Ma described the concerns as “low-level optimizations,” with 75% having been addressed already. Ten engineers combed over Prysm’s ETH 2.0 codebase, programmed in the Go language, for two months, Ma said.
“Over $28 billion USD worth of ether and other digital assets are potentially riding on the transition to proof-of-stake,” noted Ma in a company statement. “The migration of ether and the DeFi ecosystem to Ethereum 2.0 is a high-stakes process.”
However, where money is on the line, audits alone don’t greenlight code for launch. Eth 2.0 clients have joined various testnets to run simulations of Phase 0 throughout the spring months.
Altona testnet for Ethereum 2.0
Most recently, Prysm has joined three other clients (PegaSys’ Teku, Status’ Nimbus and Sigma Prime’s Lighthouse) in the ongoing Altona testnet.
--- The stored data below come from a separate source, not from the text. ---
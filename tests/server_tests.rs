//! End-to-end tests over loopback TCP.

use std::io::{BufRead, BufReader, Write};
use std::net::{SocketAddr, TcpListener, TcpStream};
use std::thread;
use std::time::Duration;

use rust_checkers::protocol::{GameStart, Message, TurnOrder, Verdict};
use rust_checkers::{BoardConfig, Color, Server, ServerConfig, ServerError};

struct Client {
    reader: BufReader<TcpStream>,
    writer: TcpStream,
}

impl Client {
    fn connect(addr: SocketAddr) -> Self {
        let stream = TcpStream::connect(addr).unwrap();
        stream.set_read_timeout(Some(Duration::from_secs(10))).unwrap();
        Self {
            writer: stream.try_clone().unwrap(),
            reader: BufReader::new(stream),
        }
    }

    fn send(&mut self, line: &str) {
        writeln!(self.writer, "{line}").unwrap();
        self.writer.flush().unwrap();
    }

    fn recv(&mut self) -> String {
        let mut line = String::new();
        self.reader.read_line(&mut line).unwrap();
        line.trim_end().to_string()
    }

    fn game_start(&mut self) -> GameStart {
        match self.recv().parse::<Message>().unwrap() {
            Message::GameStart(start) => start,
            other => panic!("expected GAMESTART, got {other}"),
        }
    }
}

fn one_session_server(board: BoardConfig) -> (SocketAddr, thread::JoinHandle<Result<(), ServerError>>) {
    let config = ServerConfig::default()
        .with_host("127.0.0.1")
        .with_ports(0..1)
        .with_board(board)
        .with_seed(42)
        .with_max_sessions(1);
    let server = Server::bind(config).unwrap();
    let addr = server.local_addr().unwrap();
    (addr, thread::spawn(move || server.serve()))
}

/// Connect two clients and return them as (first, second).
fn seated_pair(addr: SocketAddr) -> (Client, GameStart, Client, GameStart) {
    let mut a = Client::connect(addr);
    let mut b = Client::connect(addr);
    let start_a = a.game_start();
    let start_b = b.game_start();
    if start_a.turn == TurnOrder::First {
        (a, start_a, b, start_b)
    } else {
        (b, start_b, a, start_a)
    }
}

#[test]
fn test_game_start_assigns_opposite_seats() {
    let (addr, handle) = one_session_server(BoardConfig::default());
    let (mut first, first_start, mut second, second_start) = seated_pair(addr);

    assert_eq!(first_start.turn, TurnOrder::First);
    assert_eq!(first_start.color, Color::Red);
    assert_eq!(second_start.turn, TurnOrder::Second);
    assert_eq!(second_start.color, Color::Black);
    assert_eq!(first_start.board_size, 8);
    assert_eq!(second_start.board_rows, 3);

    first.send("QUIT:");
    assert_eq!(first.recv(), "GAMEOVER:Loss");
    assert_eq!(second.recv(), "GAMEOVER:Win");
    handle.join().unwrap().unwrap();
}

#[test]
fn test_full_exchange() {
    let (addr, handle) = one_session_server(BoardConfig::default());
    let (mut first, _, mut second, _) = seated_pair(addr);

    first.send("hello");
    assert_eq!(first.recv(), "REJECTED:Unparseable command");

    first.send("MOVE:a8");
    assert_eq!(first.recv(), "REJECTED:No path in move");

    first.send("JUMP:a3,b4");
    assert!(first.recv().starts_with("REJECTED:"));

    first.send("MOVE:a3,b4");
    assert_eq!(first.recv(), "ACCEPTED:Move accepted");
    assert_eq!(second.recv(), "MOVE:a3,b4");

    // Black cannot move a Red piece.
    second.send("MOVE:c3,d4");
    assert!(second.recv().starts_with("REJECTED:"));

    second.send("MOVE:b6,a5");
    assert_eq!(second.recv(), "ACCEPTED:Move accepted");
    assert_eq!(first.recv(), "MOVE:b6,a5");

    drop(first);
    assert_eq!(second.recv(), Message::GameOver(Verdict::Win).to_string());
    handle.join().unwrap().unwrap();
}

#[test]
fn test_configured_board_is_announced() {
    let (addr, handle) = one_session_server(BoardConfig::new(10, 4));
    let (mut first, first_start, second, second_start) = seated_pair(addr);

    assert_eq!(first_start.board_size, 10);
    assert_eq!(first_start.board_rows, 4);
    assert_eq!(second_start.board_size, 10);

    first.send("MOVE:b4,c5");
    assert_eq!(first.recv(), "ACCEPTED:Move accepted");

    drop(second);
    assert_eq!(first.recv(), "GAMEOVER:Win");
    handle.join().unwrap().unwrap();
}

#[test]
fn test_no_port_available() {
    let held = TcpListener::bind("127.0.0.1:0").unwrap();
    let port = held.local_addr().unwrap().port();

    let config = ServerConfig::default()
        .with_host("127.0.0.1")
        .with_ports(port..port + 1);
    assert!(matches!(
        Server::bind(config),
        Err(ServerError::NoPortAvailable { .. })
    ));
}

#[test]
fn test_invalid_board_is_rejected_before_binding() {
    let config = ServerConfig::default()
        .with_host("127.0.0.1")
        .with_ports(0..1)
        .with_board(BoardConfig::new(4, 3));
    assert!(matches!(Server::bind(config), Err(ServerError::Config(_))));
}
The testnet allows users to stake ether and practice validating transactions for Phase 0 of Eth 2.0 and was preceded by both the Schlesi and Witti testnets, among others.
“Altona is finalizing with the Eth 2.0 Phase 0 core protocol logic that will be launched later this year,” Prysmatic Labs co-founder Preston Van Loon said in a private message to CoinDesk.
Metrics from the Witti testnet analyzed in a June 25 paper by independent testnet hard-fork coordinator Afri Schoedon showed Lighthouse repeatedly outperformed other clients. That client is halfway through an independent audit as well, according to Sigma Prime co-founder Paul Hauner in a private message.
Schoedon looked at “beacon-chain node implementation” such as for synchronization time and database space, but noted that the race to Eth 2.0 is “not a competition” among clients.
“While this is not about calling out a winner, we should be encouraged to learn from the Sigma Prime team’s design decisions,” he said.